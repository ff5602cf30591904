//! procs
//!
//! a proc is a persistent state machine: a set of state elements plus a
//! node graph computing, once per tick, the next value of each of them.

use std::fmt;

use itertools::Itertools;
use ustr::Ustr;

use crate::channel::ChannelId;
use crate::node::{Node, NodeId};
use crate::types::Type;
use crate::value::Value;

#[derive(Debug, Clone, PartialEq, Eq, serde::Deserialize, serde::Serialize)]
pub struct StateElement {
    name: Ustr,
    ty: Type,
    init: Value,
}

impl StateElement {
    pub(crate) fn new(name: Ustr, init: Value) -> Self {
        Self {
            name,
            ty: init.ty(),
            init,
        }
    }

    pub fn name(&self) -> Ustr {
        self.name
    }

    pub fn ty(&self) -> &Type {
        &self.ty
    }

    pub fn initial_value(&self) -> &Value {
        &self.init
    }
}

#[derive(Debug, Clone, PartialEq, Eq, serde::Deserialize, serde::Serialize)]
pub struct Proc {
    name: Ustr,
    token: NodeId,
    state: Vec<StateElement>,
    nodes: Vec<Node>,
    next_token: NodeId,
    next_state: Vec<NodeId>,
}

impl Proc {
    pub(crate) fn new(
        name: Ustr,
        token: NodeId,
        state: Vec<StateElement>,
        nodes: Vec<Node>,
        next_token: NodeId,
        next_state: Vec<NodeId>,
    ) -> Self {
        Self {
            name,
            token,
            state,
            nodes,
            next_token,
            next_state,
        }
    }

    pub fn name(&self) -> Ustr {
        self.name
    }

    /// the node producing the proc's input token
    pub fn token_param(&self) -> NodeId {
        self.token
    }

    pub fn state_elements(&self) -> &[StateElement] {
        &self.state
    }

    /// nodes in arena (and topological) order
    pub fn nodes(&self) -> &[Node] {
        &self.nodes
    }

    pub fn node(&self, id: NodeId) -> Option<&Node> {
        self.nodes.get(id.index())
    }

    pub fn node_count(&self) -> usize {
        self.nodes.len()
    }

    pub fn next_token(&self) -> NodeId {
        self.next_token
    }

    /// one node per state element, in state element order
    pub fn next_state(&self) -> &[NodeId] {
        &self.next_state
    }

    pub fn initial_state(&self) -> Vec<Value> {
        self.state
            .iter()
            .map(|element| element.initial_value().clone())
            .collect()
    }

    /// channels this proc sends on, in node order, without duplicates
    pub fn send_channels(&self) -> impl Iterator<Item = ChannelId> + '_ {
        self.nodes
            .iter()
            .filter(|node| node.op().is_send())
            .filter_map(|node| node.op().channel())
            .unique()
    }

    /// channels this proc receives on, in node order, without duplicates
    pub fn receive_channels(&self) -> impl Iterator<Item = ChannelId> + '_ {
        self.nodes
            .iter()
            .filter(|node| node.op().is_receive())
            .filter_map(|node| node.op().channel())
            .unique()
    }

    /// true if the proc neither sends nor receives
    pub fn is_isolated(&self) -> bool {
        !self.nodes.iter().any(|node| node.op().is_side_effecting())
    }

    pub(crate) fn channel_nodes(&self) -> impl Iterator<Item = &Node> + '_ {
        self.nodes
            .iter()
            .filter(|node| node.op().channel().is_some())
    }
}

impl fmt::Display for Proc {
    fn fmt(&self, f: &mut fmt::Formatter<'_>) -> fmt::Result {
        write!(f, "proc {}(", self.name)?;
        write!(
            f,
            "{}",
            std::iter::once(format!("%{}: token", self.token))
                .chain(
                    self.state
                        .iter()
                        .map(|s| format!("{}: {} = {}", s.name, s.ty, s.init))
                )
                .join(", ")
        )?;
        writeln!(f, ") {{")?;
        for node in self.nodes.iter() {
            writeln!(f, "  %{} {}", node.id(), node)?;
        }
        writeln!(
            f,
            "  next (%{}{})",
            self.next_token,
            self.next_state
                .iter()
                .map(|id| format!(", %{}", id))
                .join("")
        )?;
        write!(f, "}}")
    }
}
//! proc evaluator
//!
//! drives one proc's node graph toward completing an iteration. values
//! of an incomplete iteration are kept between runs, so a node is
//! evaluated at most once per iteration and a send is never repeated.

use smallvec::SmallVec;

use procnet_ir::{ChannelId, Proc, Value};

use crate::error::Error;
use crate::eval::{self, NodeEvaluator, Outcome};
use crate::manager::QueueManager;
use crate::observer::Observer;

/// what a single run over the graph achieved
#[derive(Debug, Clone, Default, PartialEq, Eq)]
pub struct RunResult {
    /// nodes newly evaluated during this run
    pub evaluated: usize,
    /// the iteration finished and its state was committed
    pub completed: bool,
    /// channels whose receives found no value, in node order
    pub blocked: Vec<ChannelId>,
}

impl RunResult {
    pub fn made_progress(&self) -> bool {
        self.evaluated > 0 || self.completed
    }
}

#[derive(Debug, Clone)]
pub struct ProcEvaluator {
    proc: Proc,
    state: Vec<Value>,
    values: Vec<Option<Value>>,
    iterations: u64,
}

impl ProcEvaluator {
    pub fn new(proc: Proc) -> Self {
        let state = proc.initial_state();
        let values = vec![None; proc.node_count()];
        Self {
            proc,
            state,
            values,
            iterations: 0,
        }
    }

    pub fn proc(&self) -> &Proc {
        &self.proc
    }

    /// state committed by the last completed iteration
    pub fn state(&self) -> &[Value] {
        &self.state
    }

    /// number of completed iterations
    pub fn iterations(&self) -> u64 {
        self.iterations
    }

    /// true if an iteration has evaluated some nodes but not finished
    pub fn is_in_flight(&self) -> bool {
        self.values.iter().any(Option::is_some)
    }

    /// evaluates every node whose operands are available, in arena order.
    /// the iteration completes once every node has a value; the next
    /// state is then committed at once.
    pub fn run(
        &mut self,
        evaluator: &NodeEvaluator,
        queues: &mut QueueManager,
        observers: &mut [Box<dyn Observer>],
    ) -> Result<RunResult, Error> {
        let mut result = RunResult::default();

        for (index, node) in self.proc.nodes().iter().enumerate() {
            if self.values[index].is_some() {
                continue;
            }

            let outcome = {
                let operands = node
                    .operands()
                    .iter()
                    .map(|id| {
                        self.values
                            .get(id.index())
                            .map(Option::as_ref)
                            .ok_or(eval::Error::Unevaluated(*id))
                    })
                    .collect::<Result<Option<SmallVec<[&Value; 4]>>, _>>()?;
                match operands {
                    Some(operands) => evaluator.evaluate(node, &operands, &self.state, queues)?,
                    None => continue,
                }
            };

            match outcome {
                Outcome::Value(value) => {
                    #[cfg(feature = "extra-logging")]
                    log::trace!("{}: {} = {}", self.proc.name(), node.label(), value);

                    // stored before observers run; an observer error must
                    // not repeat a send on the next run
                    let value = self.values[index].insert(value);
                    result.evaluated += 1;

                    for observer in observers.iter_mut() {
                        observer.node_evaluated(&self.proc, node, value)?;
                    }
                }
                Outcome::Blocked(channel) => {
                    result.blocked.push(channel);
                }
            }
        }

        if self.values.iter().all(Option::is_some) {
            self.commit(observers)?;
            result.completed = true;
        }

        Ok(result)
    }

    fn commit(&mut self, observers: &mut [Box<dyn Observer>]) -> Result<(), Error> {
        let next = self
            .proc
            .next_state()
            .iter()
            .map(|id| {
                self.values
                    .get(id.index())
                    .cloned()
                    .flatten()
                    .ok_or(eval::Error::Unevaluated(*id))
            })
            .collect::<Result<Vec<_>, _>>()?;

        self.state = next;
        self.values.iter_mut().for_each(|value| *value = None);
        self.iterations += 1;

        log::debug!(
            "proc `{}` completed iteration {}",
            self.proc.name(),
            self.iterations
        );
        for observer in observers.iter_mut() {
            observer.iteration_completed(&self.proc, &self.state)?;
        }
        Ok(())
    }
}
use num_traits::{AsPrimitive, ToPrimitive};
use std::cmp::Ordering;
use std::fmt;
use std::hash::{Hash, Hasher};
use std::ops::{Add, BitAnd, BitOr, BitXor, Mul, Neg, Not, Sub};
use std::str::FromStr;

use crate::error::ParseError;

/// A fixed-width bit-vector of at most [`BitVec::MAX_BITS`] bits.
///
/// The fields are the masked value, the width mask, the signedness of
/// the current view and the width. Signedness only affects ordering,
/// casts and division; two bit-vectors are equal when their widths and
/// bits are equal.
#[derive(Debug, Clone, serde::Deserialize, serde::Serialize)]
pub struct BitVec(
    pub(crate) u128,
    pub(crate) u128,
    pub(crate) bool,
    pub(crate) usize,
);

impl fmt::Display for BitVec {
    fn fmt(&self, f: &mut fmt::Formatter<'_>) -> fmt::Result {
        write!(f, "{}:{}", self.0, self.3)
    }
}

impl fmt::LowerHex for BitVec {
    fn fmt(&self, f: &mut fmt::Formatter<'_>) -> fmt::Result {
        write!(f, "{:#x}:{}", self.0, self.3)
    }
}

impl fmt::Binary for BitVec {
    fn fmt(&self, f: &mut fmt::Formatter<'_>) -> fmt::Result {
        write!(f, "{:#b}:{}", self.0, self.3)
    }
}

impl FromStr for BitVec {
    type Err = ParseError;

    fn from_str(s: &str) -> Result<Self, Self::Err> {
        let (cst, sz) = s
            .rsplit_once(':')
            .ok_or_else(|| ParseError::MissingWidth(s.to_owned()))?;

        let val = if let Some(cstv) = cst.strip_prefix("0x") {
            u128::from_str_radix(cstv, 16)
        } else if let Some(cstv) = cst.strip_prefix("0b") {
            u128::from_str_radix(cstv, 2)
        } else {
            u128::from_str_radix(cst, 10)
        }
        .map_err(|_| ParseError::InvalidConstant(cst.to_owned()))?;

        let bits = usize::from_str(sz).map_err(|_| ParseError::InvalidWidth(sz.to_owned()))?;
        if bits > Self::MAX_BITS {
            return Err(ParseError::WidthTooLarge(bits));
        }
        if val & !Self::mask_value(bits) != 0 {
            return Err(ParseError::ConstantTooWide { value: val, bits });
        }

        Ok(Self::from_uint(val, bits))
    }
}

impl BitVec {
    pub const MAX_BITS: usize = 128;

    /// creates a bit-vector of `bits` width from the low bits of `v`
    pub fn from_uint(v: u128, bits: usize) -> Self {
        if bits > Self::MAX_BITS {
            panic!("bits must be <= {}, got {}", Self::MAX_BITS, bits)
        }
        Self(v, Self::mask_value(bits), false, bits).mask()
    }

    pub fn from_bool(v: bool) -> Self {
        Self::from_uint(v as u128, 1)
    }

    pub(crate) fn mask_value(bits: usize) -> u128 {
        1u128
            .checked_shl(bits as u32)
            .unwrap_or(0)
            .wrapping_sub(1u128)
    }

    pub(crate) fn mask(self) -> Self {
        Self(self.0 & self.1, self.1, self.2, self.3)
    }

    // same width and view, new bits
    fn with_value(&self, v: u128) -> Self {
        Self(v & self.1, self.1, self.2, self.3)
    }

    pub fn as_raw(&self) -> &u128 {
        &self.0
    }

    pub fn into_uint(self) -> u128 {
        self.0
    }

    pub fn zero(bits: usize) -> Self {
        Self::from_uint(0, bits)
    }

    pub fn one(bits: usize) -> Self {
        Self::from_uint(1, bits)
    }

    pub fn all_ones(bits: usize) -> Self {
        Self::from_uint(u128::MAX, bits)
    }

    pub fn bits(&self) -> usize {
        self.3
    }

    pub fn count_ones(&self) -> u32 {
        self.0.count_ones()
    }

    pub fn leading_zeros(&self) -> u32 {
        if self.3 == 0 {
            0
        } else {
            (self.0 << (128 - self.3)).leading_zeros().min(self.3 as u32)
        }
    }

    pub fn is_zero(&self) -> bool {
        self.0 == 0
    }

    pub fn is_one(&self) -> bool {
        self.0 == 1
    }

    pub fn is_all_ones(&self) -> bool {
        self.0 == self.1
    }

    pub fn signed(self) -> Self {
        Self(self.0, self.1, true, self.3)
    }

    pub fn unsigned(self) -> Self {
        Self(self.0, self.1, false, self.3)
    }

    pub fn is_signed(&self) -> bool {
        self.2
    }

    pub fn is_unsigned(&self) -> bool {
        !self.2
    }

    pub fn is_negative(&self) -> bool {
        self.2 && self.msb()
    }

    pub fn bit(&self, index: u32) -> bool {
        (self.0 & 1u128.checked_shl(index).unwrap_or(0)) != 0
    }

    pub fn msb(&self) -> bool {
        (self.0 & !self.1.checked_shr(1).unwrap_or(0) & self.1) != 0
    }

    pub fn lsb(&self) -> bool {
        (self.0 & 1) != 0
    }

    pub fn max_value_with(bits: usize, signed: bool) -> Self {
        let mask = Self::mask_value(bits);
        if signed {
            Self::from_uint(mask.checked_shr(1).unwrap_or(0), bits).signed()
        } else {
            Self::from_uint(mask, bits)
        }
    }

    pub fn min_value_with(bits: usize, signed: bool) -> Self {
        let mask = Self::mask_value(bits);
        if signed {
            Self::from_uint(!mask.checked_shr(1).unwrap_or(0) & mask, bits).signed()
        } else {
            Self::from_uint(0, bits)
        }
    }

    /// resizes to `size` bits, sign-extending when the view is signed
    pub fn cast(self, size: usize) -> Self {
        if self.is_signed() {
            if size > self.bits() && self.msb() {
                let mask = Self::mask_value(size);
                let extm = self.1 ^ mask;
                Self::from_uint(self.0 | extm, size)
            } else {
                Self::from_uint(self.0, size)
            }
            .signed()
        } else {
            Self::from_uint(self.0, size)
        }
    }

    pub fn signed_cast(&self, size: usize) -> Self {
        self.clone().signed().cast(size)
    }

    pub fn unsigned_cast(&self, size: usize) -> Self {
        self.clone().unsigned().cast(size)
    }

    /// the value as an `i128`, interpreting the top bit as the sign
    pub fn to_i128_signed(&self) -> i128 {
        self.signed_cast(Self::MAX_BITS).0 as i128
    }

    /// extracts `width` bits starting at bit `start` (bit 0 is the lsb)
    pub fn slice(&self, start: usize, width: usize) -> Self {
        if start + width > self.3 {
            panic!(
                "cannot slice {} bits at offset {} from bit vector of size {}",
                width, start, self.3
            )
        }
        Self::from_uint(self.0.checked_shr(start as u32).unwrap_or(0), width)
    }

    /// places `self` above `low`; the result has the sum of both widths
    pub fn concat(&self, low: &Self) -> Self {
        let bits = self.3 + low.3;
        if bits > Self::MAX_BITS {
            panic!(
                "cannot concatenate bit vector of size {} with bit vector of size {}",
                self.3, low.3
            )
        }
        let high = self.0.checked_shl(low.3 as u32).unwrap_or(0);
        Self::from_uint(high | low.0, bits)
    }

    pub fn and_reduce(&self) -> bool {
        self.is_all_ones()
    }

    pub fn or_reduce(&self) -> bool {
        !self.is_zero()
    }

    pub fn xor_reduce(&self) -> bool {
        self.count_ones() % 2 == 1
    }

    fn check_size(&self, rhs: &Self, op: &str) {
        if self.3 != rhs.3 {
            panic!(
                "cannot use `{}` with bit vector of size {} and bit vector of size {}",
                op, self.3, rhs.3
            )
        }
    }

    /// unsigned division; a zero divisor yields all ones
    pub fn udiv(&self, rhs: &Self) -> Self {
        self.check_size(rhs, "udiv");
        if rhs.is_zero() {
            return self.with_value(u128::MAX).unsigned();
        }
        self.with_value(self.0 / rhs.0).unsigned()
    }

    /// signed division rounding toward zero; a zero divisor saturates
    /// toward the dividend's sign
    pub fn sdiv(&self, rhs: &Self) -> Self {
        self.check_size(rhs, "sdiv");
        if self.3 == 0 {
            return self.clone().signed();
        }
        if rhs.is_zero() {
            return if self.msb() {
                Self::min_value_with(self.3, true)
            } else {
                Self::max_value_with(self.3, true)
            };
        }
        let lhs = self.to_i128_signed();
        let rhs = rhs.to_i128_signed();
        self.with_value(lhs.wrapping_div(rhs) as u128).signed()
    }

    /// unsigned remainder; a zero divisor yields zero
    pub fn umod(&self, rhs: &Self) -> Self {
        self.check_size(rhs, "umod");
        if rhs.is_zero() {
            return self.with_value(0).unsigned();
        }
        self.with_value(self.0 % rhs.0).unsigned()
    }

    /// signed remainder with the sign of the dividend; a zero divisor
    /// yields zero
    pub fn smod(&self, rhs: &Self) -> Self {
        self.check_size(rhs, "smod");
        if rhs.is_zero() || self.3 == 0 {
            return self.with_value(0).signed();
        }
        let lhs = self.to_i128_signed();
        let rhs = rhs.to_i128_signed();
        self.with_value(lhs.wrapping_rem(rhs) as u128).signed()
    }

    /// logical shift left; amounts at or beyond the width yield zero
    pub fn shl_by(&self, amount: &Self) -> Self {
        match amount.0.to_u32() {
            Some(amt) if (amt as usize) < self.3 => self.with_value(self.0 << amt),
            _ => self.with_value(0),
        }
    }

    /// logical shift right; amounts at or beyond the width yield zero
    pub fn lshr_by(&self, amount: &Self) -> Self {
        match amount.0.to_u32() {
            Some(amt) if (amt as usize) < self.3 => self.with_value(self.0 >> amt),
            _ => self.with_value(0),
        }
    }

    /// arithmetic shift right; amounts at or beyond the width replicate
    /// the sign bit
    pub fn ashr_by(&self, amount: &Self) -> Self {
        let value = self.to_i128_signed();
        let shifted = match amount.0.to_u32() {
            Some(amt) if (amt as usize) < self.3 => value >> amt,
            _ if self.msb() => -1,
            _ => 0,
        };
        self.with_value(shifted as u128)
    }

    pub fn unsigned_cmp(&self, other: &Self) -> Ordering {
        self.check_size(other, "cmp");
        self.0.cmp(&other.0)
    }

    pub fn signed_cmp(&self, other: &Self) -> Ordering {
        self.check_size(other, "cmp");
        match (self.msb(), other.msb()) {
            (true, false) => Ordering::Less,
            (false, true) => Ordering::Greater,
            _ => self.0.cmp(&other.0),
        }
    }
}

impl PartialEq<Self> for BitVec {
    fn eq(&self, other: &Self) -> bool {
        self.3 == other.3 && self.0 == other.0
    }
}
impl Eq for BitVec {}

impl Hash for BitVec {
    fn hash<H: Hasher>(&self, state: &mut H) {
        self.0.hash(state);
        self.3.hash(state);
    }
}

impl PartialOrd for BitVec {
    fn partial_cmp(&self, other: &Self) -> Option<Ordering> {
        Some(self.cmp(other))
    }
}

impl Ord for BitVec {
    fn cmp(&self, other: &Self) -> Ordering {
        if self.is_signed() || other.is_signed() {
            self.signed_cmp(other)
        } else {
            self.unsigned_cmp(other)
        }
    }
}

impl Neg for BitVec {
    type Output = Self;

    fn neg(self) -> Self::Output {
        self.with_value((self.0 ^ self.1).wrapping_add(1))
    }
}

impl<'a> Neg for &'a BitVec {
    type Output = BitVec;

    fn neg(self) -> Self::Output {
        self.with_value((self.0 ^ self.1).wrapping_add(1))
    }
}

impl Not for BitVec {
    type Output = Self;

    fn not(self) -> Self::Output {
        self.with_value(self.0 ^ self.1)
    }
}

impl<'a> Not for &'a BitVec {
    type Output = BitVec;

    fn not(self) -> Self::Output {
        self.with_value(self.0 ^ self.1)
    }
}

macro_rules! impl_wrapping_binop {
    ($trait:ident, $method:ident, $sym:literal, |$l:ident, $r:ident| $body:expr) => {
        impl $trait for BitVec {
            type Output = Self;

            fn $method(self, rhs: Self) -> Self::Output {
                (&self).$method(&rhs)
            }
        }

        impl<'a> $trait for &'a BitVec {
            type Output = BitVec;

            fn $method(self, rhs: Self) -> Self::Output {
                self.check_size(rhs, $sym);
                let ($l, $r) = (self.0, rhs.0);
                self.with_value($body)
            }
        }
    };
}

impl_wrapping_binop!(Add, add, "+", |l, r| l.wrapping_add(r));
impl_wrapping_binop!(Sub, sub, "-", |l, r| l.wrapping_sub(r));
impl_wrapping_binop!(Mul, mul, "*", |l, r| l.wrapping_mul(r));
impl_wrapping_binop!(BitAnd, bitand, "&", |l, r| l & r);
impl_wrapping_binop!(BitOr, bitor, "|", |l, r| l | r);
impl_wrapping_binop!(BitXor, bitxor, "^", |l, r| l ^ r);

macro_rules! impl_from_for {
    ($t:ident) => {
        impl From<$t> for BitVec {
            fn from(t: $t) -> Self {
                let bits = ::std::mem::size_of::<$t>() * 8;
                BitVec::from_uint(t.as_(), bits)
            }
        }
    };
}

macro_rules! impls_from_for {
    ($($tname:ident),*) => {
        $(
            impl_from_for!($tname);
        )*
    };
}

macro_rules! impl_to_u_for {
    ($t:tt) => {
        impl BitVec {
            ::paste::paste! {
                pub fn [< to_u $t >](&self) -> Option<[< u $t >]> {
                    self.0.[< to_u $t >]()
                }
            }
        }
    };
}

macro_rules! impl_to_i_for {
    ($t:tt) => {
        impl BitVec {
            ::paste::paste! {
                pub fn [< to_i $t >](&self) -> Option<[< i $t >]> {
                    self.to_i128_signed().[< to_i $t >]()
                }
            }
        }
    };
}

macro_rules! impl_from_t_for {
    ($t:ident) => {
        impl BitVec {
            ::paste::paste! {
                pub fn [< from_ $t >](t: $t, bits: usize) -> Self {
                    BitVec::from_uint(t.as_(), bits)
                }
            }
        }
    };
}

macro_rules! impls_to_u_for {
    ($($tname:tt),*) => {
        $(
            impl_to_u_for!($tname);
        )*
    };
}

macro_rules! impls_to_i_for {
    ($($tname:tt),*) => {
        $(
            impl_to_i_for!($tname);
        )*
    };
}

macro_rules! impls_from_t_for {
    ($($tname:ident),*) => {
        $(
            impl_from_t_for!($tname);
        )*
    };
}

impls_from_for! { i8, i16, i32, i64, i128 }
impls_from_for! { u8, u16, u32, u64, u128 }
impls_from_t_for! { i8, i16, i32, i64, i128 }
impls_from_t_for! { u8, u16, u32, u64, u128, usize }

impls_to_i_for! { 8, 16, 32, 64, 128 }
impls_to_u_for! { 8, 16, 32, 64, 128, size }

• Required work:
Filter the listing above so that only lines holding the word "duplicates" remain, and report those lines.

• Answer to the exercise:
    /// channels this proc sends on, in node order, without duplicates
    /// channels this proc receives on, in node order, without duplicates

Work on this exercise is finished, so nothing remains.